What is socca?? I didn’t even know, until I tried it for the first time while in New York City. Best way to describe it is a chickpea pancake. Post New York trip, I attempted to start making my own at home. It’s easily become one of our favorite meals to make. Light but not overly filling, it’s definitely a healthier choice than ordering a pizza.
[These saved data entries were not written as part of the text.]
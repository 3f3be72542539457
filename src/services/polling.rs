use std::sync::Arc;
use std::time::Duration;

use async_trait::async_trait;
use tokio::sync::Notify;
use tokio::task::JoinHandle;
use tokio::time::MissedTickBehavior;

/// One pull reconciliation pass.
#[async_trait]
pub trait PollWork: Send + Sync + 'static {
    async fn run(&self);
}

/// Runs `work` every `interval` and on demand.
///
/// Runs never overlap. A periodic tick that falls due while a run is in flight
/// is dropped; the next tick comes one full interval after the run ends.
/// Out-of-band triggers arriving during a run coalesce into a single rerun.
pub struct PollingScheduler {
    interval: Duration,
    trigger: Arc<Notify>,
    handle: Option<JoinHandle<()>>,
}

impl PollingScheduler {
    /// Starts polling. The first run happens immediately.
    pub fn start(interval: Duration, work: Arc<dyn PollWork>) -> Self {
        let trigger = Arc::new(Notify::new());
        let handle = tokio::spawn(poll_loop(interval, work, Arc::clone(&trigger)));
        tracing::debug!(interval_ms = interval.as_millis() as u64, "polling started");
        Self {
            interval,
            trigger,
            handle: Some(handle),
        }
    }

    /// Requests an immediate run outside the periodic schedule.
    pub fn trigger(&self) {
        self.trigger.notify_one();
    }

    pub fn is_running(&self) -> bool {
        self.handle.as_ref().is_some_and(|h| !h.is_finished())
    }

    /// Cancels future runs. A run in flight is aborted at its next await and
    /// never reports.
    pub fn stop(&mut self) {
        if let Some(handle) = self.handle.take() {
            handle.abort();
            tracing::debug!("polling stopped");
        }
    }
}

impl Drop for PollingScheduler {
    fn drop(&mut self) {
        self.stop();
    }
}

async fn poll_loop(interval: Duration, work: Arc<dyn PollWork>, trigger: Arc<Notify>) {
    let mut ticker = tokio::time::interval(interval);
    ticker.set_missed_tick_behavior(MissedTickBehavior::Delay);

    loop {
        tokio::select! {
            _ = ticker.tick() => tracing::debug!("periodic poll"),
            _ = trigger.notified() => tracing::debug!("out-of-band poll"),
        }
        work.run().await;
        ticker.reset();
    }
}
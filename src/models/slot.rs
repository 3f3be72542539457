use std::fmt;

use chrono::{NaiveDate, NaiveTime};
use serde::{Deserialize, Deserializer, Serialize, Serializer};

use crate::errors::SlotError;

pub const TEMP_ID_PREFIX: &str = "temp_";

/// Server ids are integers. Until the server confirms a locally created slot
/// it carries a `temp_` prefixed string id.
#[derive(Debug, Clone, PartialEq, Eq, Hash)]
pub enum SlotId {
    Server(i64),
    Temp(String),
}

impl SlotId {
    pub fn temporary() -> Self {
        SlotId::Temp(format!("{TEMP_ID_PREFIX}{}", uuid::Uuid::new_v4().simple()))
    }

    pub fn is_temporary(&self) -> bool {
        matches!(self, SlotId::Temp(s) if s.starts_with(TEMP_ID_PREFIX))
    }
}

impl fmt::Display for SlotId {
    fn fmt(&self, f: &mut fmt::Formatter<'_>) -> fmt::Result {
        match self {
            SlotId::Server(id) => write!(f, "{id}"),
            SlotId::Temp(id) => f.write_str(id),
        }
    }
}

impl From<i64> for SlotId {
    fn from(id: i64) -> Self {
        SlotId::Server(id)
    }
}

impl Serialize for SlotId {
    fn serialize<S: Serializer>(&self, serializer: S) -> Result<S::Ok, S::Error> {
        match self {
            SlotId::Server(id) => serializer.serialize_i64(*id),
            SlotId::Temp(id) => serializer.serialize_str(id),
        }
    }
}

impl<'de> Deserialize<'de> for SlotId {
    fn deserialize<D: Deserializer<'de>>(deserializer: D) -> Result<Self, D::Error> {
        #[derive(Deserialize)]
        #[serde(untagged)]
        enum Raw {
            Int(i64),
            Text(String),
        }

        Ok(match Raw::deserialize(deserializer)? {
            Raw::Int(id) => SlotId::Server(id),
            Raw::Text(s) => match s.parse::<i64>() {
                Ok(id) => SlotId::Server(id),
                Err(_) => SlotId::Temp(s),
            },
        })
    }
}

/// Wall-clock times travel as `HH:MM:SS` from the server and `HH:MM` from
/// the client. Both decode; encoding always uses `HH:MM`.
pub mod wall_clock {
    use chrono::NaiveTime;
    use serde::{Deserialize, Deserializer, Serializer};

    pub fn parse(s: &str) -> Result<NaiveTime, chrono::ParseError> {
        NaiveTime::parse_from_str(s, "%H:%M:%S%.f")
            .or_else(|_| NaiveTime::parse_from_str(s, "%H:%M"))
    }

    pub fn serialize<S: Serializer>(time: &NaiveTime, serializer: S) -> Result<S::Ok, S::Error> {
        serializer.serialize_str(&time.format("%H:%M").to_string())
    }

    pub fn deserialize<'de, D: Deserializer<'de>>(deserializer: D) -> Result<NaiveTime, D::Error> {
        let s = String::deserialize(deserializer)?;
        parse(&s).map_err(serde::de::Error::custom)
    }

    pub mod option {
        use chrono::NaiveTime;
        use serde::{Deserialize, Deserializer, Serializer};

        pub fn serialize<S: Serializer>(
            time: &Option<NaiveTime>,
            serializer: S,
        ) -> Result<S::Ok, S::Error> {
            match time {
                Some(t) => super::serialize(t, serializer),
                None => serializer.serialize_none(),
            }
        }

        pub fn deserialize<'de, D: Deserializer<'de>>(
            deserializer: D,
        ) -> Result<Option<NaiveTime>, D::Error> {
            Option::<String>::deserialize(deserializer)?
                .map(|s| super::parse(&s).map_err(serde::de::Error::custom))
                .transpose()
        }
    }
}

/// The calendar position of a slot, ignoring its identity.
#[derive(Debug, Clone, Copy, PartialEq, Eq, Hash)]
pub struct SlotSpan {
    pub date: NaiveDate,
    pub start_time: NaiveTime,
    pub end_time: NaiveTime,
}

#[derive(Debug, Clone, PartialEq, Eq, Serialize, Deserialize)]
pub struct Slot {
    pub id: SlotId,
    #[serde(default)]
    pub teacher_id: String,
    pub date: NaiveDate,
    #[serde(with = "wall_clock")]
    pub start_time: NaiveTime,
    #[serde(with = "wall_clock")]
    pub end_time: NaiveTime,
    #[serde(default)]
    pub is_booked: bool,
}

impl Slot {
    pub fn order_key(&self) -> (NaiveDate, NaiveTime) {
        (self.date, self.start_time)
    }

    pub fn span(&self) -> SlotSpan {
        SlotSpan {
            date: self.date,
            start_time: self.start_time,
            end_time: self.end_time,
        }
    }

    pub fn same_span(&self, other: &Slot) -> bool {
        self.span() == other.span()
    }

    pub fn is_temporary(&self) -> bool {
        self.id.is_temporary()
    }
}

/// A teacher-entered slot before it gets an id.
#[derive(Debug, Clone, PartialEq, Eq)]
pub struct SlotDraft {
    pub date: NaiveDate,
    pub start_time: NaiveTime,
    pub end_time: NaiveTime,
}

impl SlotDraft {
    pub fn parse(date: &str, start: &str, end: &str) -> Result<Self, SlotError> {
        if date.trim().is_empty() {
            return Err(SlotError::MissingField("date"));
        }
        if start.trim().is_empty() {
            return Err(SlotError::MissingField("start_time"));
        }
        if end.trim().is_empty() {
            return Err(SlotError::MissingField("end_time"));
        }

        let date = NaiveDate::parse_from_str(date.trim(), "%Y-%m-%d")
            .map_err(|_| SlotError::InvalidDate(date.to_string()))?;
        let start_time = parse_hh_mm(start.trim())?;
        let end_time = parse_hh_mm(end.trim())?;

        if end_time <= start_time {
            return Err(SlotError::EndBeforeStart);
        }

        Ok(Self {
            date,
            start_time,
            end_time,
        })
    }

    pub fn into_slot(self, id: SlotId, teacher_id: &str) -> Slot {
        Slot {
            id,
            teacher_id: teacher_id.to_string(),
            date: self.date,
            start_time: self.start_time,
            end_time: self.end_time,
            is_booked: false,
        }
    }
}

fn parse_hh_mm(s: &str) -> Result<NaiveTime, SlotError> {
    let invalid = || SlotError::InvalidTime(s.to_string());

    let (hour, minute) = s.split_once(':').ok_or_else(invalid)?;
    if hour.is_empty() || hour.len() > 2 || minute.len() != 2 {
        return Err(invalid());
    }
    if !hour.bytes().chain(minute.bytes()).all(|b| b.is_ascii_digit()) {
        return Err(invalid());
    }
    let hour: u32 = hour.parse().map_err(|_| invalid())?;
    let minute: u32 = minute.parse().map_err(|_| invalid())?;

    NaiveTime::from_hms_opt(hour, minute, 0).ok_or_else(invalid)
}

#[cfg(test)]
mod tests {
    use super::*;

    #[test]
    fn test_decode_server_slot() {
        let json = r#"{"id":7,"date":"2024-06-01","start_time":"10:00:00","end_time":"11:00:00","is_booked":false}"#;
        let slot: Slot = serde_json::from_str(json).unwrap();
        assert_eq!(slot.id, SlotId::Server(7));
        assert_eq!(slot.teacher_id, "");
        assert_eq!(slot.start_time, NaiveTime::from_hms_opt(10, 0, 0).unwrap());
        assert!(!slot.is_temporary());
    }

    #[test]
    fn test_decode_temp_slot_with_short_times() {
        let json = r#"{"id":"temp_123","teacher_id":"t-1","date":"2024-06-02","start_time":"09:00","end_time":"10:00"}"#;
        let slot: Slot = serde_json::from_str(json).unwrap();
        assert_eq!(slot.id, SlotId::Temp("temp_123".into()));
        assert!(slot.is_temporary());
        assert!(!slot.is_booked);
    }

    #[test]
    fn test_numeric_string_id_is_server_id() {
        let id: SlotId = serde_json::from_str(r#""42""#).unwrap();
        assert_eq!(id, SlotId::Server(42));
    }

    #[test]
    fn test_encode_uses_short_times() {
        let slot = SlotDraft::parse("2024-06-02", "09:00", "10:30")
            .unwrap()
            .into_slot(SlotId::Server(1), "t-1");
        let value = serde_json::to_value(&slot).unwrap();
        assert_eq!(value["start_time"], "09:00");
        assert_eq!(value["end_time"], "10:30");
        assert_eq!(value["id"], 1);
    }

    #[test]
    fn test_temporary_ids_are_unique() {
        let a = SlotId::temporary();
        let b = SlotId::temporary();
        assert!(a.is_temporary());
        assert_ne!(a, b);
    }

    #[test]
    fn test_draft_rejects_bad_input() {
        assert_eq!(
            SlotDraft::parse("", "09:00", "10:00"),
            Err(SlotError::MissingField("date"))
        );
        assert!(matches!(
            SlotDraft::parse("2024-06-02", "25:00", "26:00"),
            Err(SlotError::InvalidTime(_))
        ));
        assert!(matches!(
            SlotDraft::parse("2024-06-02", "9am", "10:00"),
            Err(SlotError::InvalidTime(_))
        ));
        assert_eq!(
            SlotDraft::parse("2024-06-02", "10:00", "10:00"),
            Err(SlotError::EndBeforeStart)
        );
        assert!(SlotDraft::parse("2024-06-02", "9:30", "10:00").is_ok());
    }

    #[test]
    fn test_draft_rejects_signed_times() {
        for start in ["+9:30", "-1:30", "9:+3"] {
            assert_eq!(
                SlotDraft::parse("2024-06-02", start, "10:00"),
                Err(SlotError::InvalidTime(start.to_string())),
                "{start} should be rejected"
            );
        }
    }
}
Best part is it’s already gluten-free and vegan since the recipe is basically chickpea flour, water, and olive oil.
Ingredients
- Chickpea Flour
- Olive Oil
- Sea Salt
- Water




Toppings
- Mushrooms
- Onion
- Garlic
- Fresh Basil
- Pesto
- Vegan Shredded Mozzarella

Vegan Gluten-Free Socca
Equipment
- Cast iron skillet
Ingredients
- 1 cup chickpea flour
- 1 cup water
- 1 tsp garlic powder
- olive oil
- sea salt
- 1/2 cup organic mushrooms chopped
- 1/2 onion chopped
- fresh basil chopped
- 1 clove garlic chopped
- vegan pesto
Instructions
- Pre heat oven to 425
- Place skillet in oven until hot
- While skillet is heating up, whisk together flour, water, salt, and olive oil.
- Remove skillet from oven and coat the hot skillet with a bit of olive oil
- Add in your socca mix and evenly spread out through the pan (should be similar to a crepe or pancake)
- Place back in oven and bake until you have a somewhat crispy finish
- Add the rest of your toppings and place back in oven until cheese is melted.
- Cut into slices with a pizza cutter and serve.